How they do this does vary, I don't remember how VB did it but Delphi had a binary file format for describing forms, Java Swing used IDEs with code generation inside magic comments that you weren't supposed to touch, JavaFX and WPF have the cleanest approach with an XML dialect for describing the UI and then the event handlers and controller logic are implemented as classes that are bound to the UI using reflection, Android has something similar, macOS uses NIB files and so on. And they all have a notion of a component being something you can install and treat as if it were one of the built-in widgets. On the web there's no equivalent to this. React sort-of brings components but they don't provide sufficient metadata to be used in a visual designer, and it still mixes code and data together in such a way that visual editors would struggle to not corrupt the user's code.

Ultimately the web came to dominate not because it's a good way to do GUIs. It mostly tossed out what was learned about making GUIs easy to use and develop, because it was never designed to do that in the first place. It came to dominate because it made distribution easy at a time when desktop OS vendors were totally dropping the ball on everything internet related. That's why classical VB-style development app development paradigms dominate on mobile: mobile OS vendors put way more thought into distribution, and that took away the web's primary competitive advantage.

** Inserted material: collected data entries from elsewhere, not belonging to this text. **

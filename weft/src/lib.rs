//! # weft - Hybrid Method Interception
//!
//! `weft` applies before/after cross-cutting hooks (logging, tracing, timing)
//! uniformly around intercepted method calls, whatever the shape of the
//! target method's result: an ordinary synchronous return, a deferred unit of
//! work with no value, or a deferred unit of work carrying a typed value.
//!
//! The interception substrate (proxy weaving, registration) is an external
//! collaborator: it captures a call into an [`Invocation`] and hands it to
//! [`Dispatcher::dispatch`] together with the [`Interceptor`] whose hooks
//! should run. Classification of the declared return type and the
//! per-carried-type invocation adapters are memoized process-wide, so
//! repeated calls pay no resolution cost.
//!
//! ## Quick start
//!
//! ```rust,ignore
//! use std::sync::Arc;
//! use weft::{Deferred, Dispatcher, Invocation, ReturnType, ReturnValue};
//! use weft::interceptors::TimingInterceptor;
//!
//! let dispatcher = Dispatcher::new();
//!
//! // Captured by the substrate: `design(layers: u32) -> String`
//! let invocation = Invocation::builder("design", ReturnType::of::<String>())
//!     .arg("layers", 3u32)
//!     .build(|| Ok(ReturnValue::sync("three-layer design".to_string())));
//!
//! let result = dispatcher.dispatch(Arc::new(TimingInterceptor), invocation)?;
//! let design: String = result.into_sync("design")?;
//! ```
//!
//! Deferred shapes return immediately with a future the caller awaits:
//!
//! ```rust,ignore
//! let invocation = Invocation::builder("log", ReturnType::of::<Deferred>())
//!     .build(|| Ok(Deferred::new(async { /* ... */ Ok(()) }).into()));
//! let pending = dispatcher.dispatch(interceptor, invocation)?;
//! pending.into_deferred("log")?.await?;
//! ```

#![deny(clippy::wildcard_imports)]
#![warn(missing_docs)]

pub use weft_core::{
    // Adapter cache
    Adapter,
    AdapterCache,
    Arg,
    // Errors
    BoxError,
    CarriedType,
    // Deferred values
    Deferred,
    DeferredFuture,
    // Dispatch
    Dispatcher,
    ErasedValue,
    // Hook contract
    HookState,
    InterceptError,
    Interceptor,
    // Invocation descriptors
    Invocation,
    InvocationBuilder,
    MethodInfo,
    ParamInfo,
    ReturnType,
    ReturnValue,
    Returnable,
    // Classification
    Shape,
    ShapeCache,
    ShapeKind,
};

/// Standard interceptor implementations.
pub mod interceptors {
    pub use weft_std::interceptors::{
        CallLoggingInterceptor, CallTraceInterceptor, STARTED_AT_KEY, TimingInterceptor,
    };
}

/// Testing utilities.
pub mod testing {
    pub use weft_std::testing::{InvocationCounter, RecordingInterceptor, SubstitutingInterceptor};
}

/// Prelude module - common imports for Weft.
///
/// # Usage
///
/// ```rust,ignore
/// use weft::prelude::*;
/// ```
pub mod prelude {
    pub use crate::{
        BoxError, Deferred, Dispatcher, HookState, InterceptError, Interceptor, Invocation,
        ReturnType, ReturnValue, Returnable,
    };
}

On the desktop distribution can still be quite hard, which is why I put a lot of work into making a tool that makes it drop-dead easy and which gives you the option of web-style forced "immediate mode" updates (we call it "aggressive mode" but that's kind of a dumb name). See my profile for a link. It brings desktop way closer to the web in both UX and DX, which opens up the possibility of VB style development again. Not only for professional devs but also for people who benefit from a lower barrier to entry.

VB did it via VBScript and COM, later with Web Forms in .NET.

Outsystems picked up on this and created a visual programming language for the Web, still going strong 20 years later.

Visual programming is useful in some niches, but for general purpose you either have to have less power than a text based programming language (and users will beg you to add that power) or it will become exactly as complicated as a text based programming language, but more cumbersome because whatever you're doing is slower than typing.

I feel like the whole idea of visual programming comes from some fundamental idea that the hard part of programming is learning the syntax, which I just don't agree with at all.

These are the original low-code tools. Easy to pick up and your average citizen developer could figure it out with some trial and error. So much lost productivity due to whatever happened in the next several decades.
The biggest problem is that it's just impossible to use modern coding tools with them. If we could fix that, so much would work better. Even the best efforts at it haven't really worked out, since there are some truly sprawling VBA codebases out there (tried Rubberduck with a big MS Access app for a business - reliably crashed it).
In science and engineering I would say LabVIEW has taken off. I doubt there’s a university in the world that doesn’t have it running in some capacity. Without learning LV I doubt I would have learnt to code.
VBA, a visual language, runs the entire planet, it's just that nobody knows it or talks about it.
Xojo is another one worth looking at. Desktop and Web apps can be written pretty quick.
Besides all sibling comments, OutSystems is doing quite well for the last 20 years.

Just like most low code, CDP and data analytics tooling.